Le pari de la profondeur
Sans Cole Palmer, Moises Caicedo ni Enzo Fernandez (laissés au repos complet), les Blues ont manqué de liant, devant attendre les buts d’Alejandro Garnacho et Joao Pedro en prolongation pour s’imposer.
« Oui, c’est un risque à prendre. Mais ce n’est pas parce qu’on aligne le onze habituel que les matchs sont forcément plus faciles. Mon groupe a disputé un nombre record de matchs depuis 18 mois, je dois leur faire confiance. » — Liam Rosenior
Le retour tant attendu de Romeo Lavia
L’un des points positifs de la soirée a été la réapparition de Romeo Lavia. Absent depuis novembre après une blessure frustrante contre Qarabag, le milieu de terrain a enfin pu fouler la pelouse. Un retour progressif mais essentiel dans la stratégie de Rosenior.
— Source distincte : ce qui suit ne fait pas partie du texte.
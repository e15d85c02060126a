//! Visual roles a batch can play.

use serde::{Deserialize, Serialize};
use std::fmt;

/// What a batch represents in the scene.
///
/// The role picks the per-particle scale range and the angular step used to
/// fan successive particles around the spiral.
#[derive(Debug, Clone, Copy, PartialEq, Eq, Hash, Default, Serialize, Deserialize)]
#[serde(rename_all = "snake_case")]
pub enum Role {
    /// Many small elements forming the body of the tree.
    #[default]
    Needles,
    /// Fewer, larger decorative elements.
    Ornaments,
}

impl Role {
    /// Half-open `[min, max)` range particle scales are drawn from.
    pub fn scale_range(self) -> (f32, f32) {
        match self {
            Role::Needles => (0.05, 0.20),
            Role::Ornaments => (0.2, 0.6),
        }
    }

    /// Spiral offset added per particle index, in radians.
    pub fn offset_step(self) -> f32 {
        match self {
            Role::Needles | Role::Ornaments => 0.5,
        }
    }

    /// Particle count used when a config does not say otherwise.
    pub fn default_count(self) -> usize {
        match self {
            Role::Needles => 2500,
            Role::Ornaments => 350,
        }
    }

    /// Hex palette used when a config does not say otherwise.
    pub fn default_palette(self) -> &'static [&'static str] {
        match self {
            // Deep emerald greens
            Role::Needles => &["#004d25", "#005c2e", "#003319"],
            // Gold, bright gold, bronze
            Role::Ornaments => &["#D4AF37", "#FFD700", "#CD7F32"],
        }
    }

    /// Lowercase name, matching the serialized form.
    pub fn name(self) -> &'static str {
        match self {
            Role::Needles => "needles",
            Role::Ornaments => "ornaments",
        }
    }
}

impl fmt::Display for Role {
    fn fmt(&self, f: &mut fmt::Formatter<'_>) -> fmt::Result {
        f.write_str(self.name())
    }
}

#[cfg(test)]
mod tests {
    use super::*;

    #[test]
    fn test_ornaments_are_larger() {
        let (needle_min, needle_max) = Role::Needles.scale_range();
        let (orn_min, orn_max) = Role::Ornaments.scale_range();
        assert!(needle_min < needle_max);
        assert!(orn_min < orn_max);
        assert!(orn_max - orn_min > needle_max - needle_min);
    }

    #[test]
    fn test_role_serde_names() {
        let json = serde_json::to_string(&Role::Ornaments).unwrap();
        assert_eq!(json, "\"ornaments\"");
        let role: Role = serde_json::from_str("\"needles\"").unwrap();
        assert_eq!(role, Role::Needles);
    }
}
L’infirmerie et la rotation de Chelsea :
| Joueur | Statut contre Wrexham | Note tactique |
| Romeo Lavia | Titulaire (retour) | Premier match en 4 mois |
| Joao Pedro | Entré en jeu | Buteur décisif en prolongation |
| Cole Palmer | Repos | Préservé pour le PSG |
| Filip Jorgensen | Titulaire | Rotation installée des gardiens |
Cap sur le Parc des Princes
Pour Rosenior, cette rotation n’est pas un luxe, c’est une nécessité vitale. Avec le PSG qui se profile mercredi prochain en huitième de finale retour (ou aller selon le calendrier) de la C1, l’entraîneur ne pouvait pas se permettre de griller ses cadres contre une équipe de division inférieure.
En intégrant des joueurs comme Dario Essugo ou en relançant Lavia, Chelsea prépare le terrain pour le sprint final. Le message est clair : à Chelsea, personne n’est assuré d’être titulaire, mais tout le monde doit être prêt à mourir pour le collectif.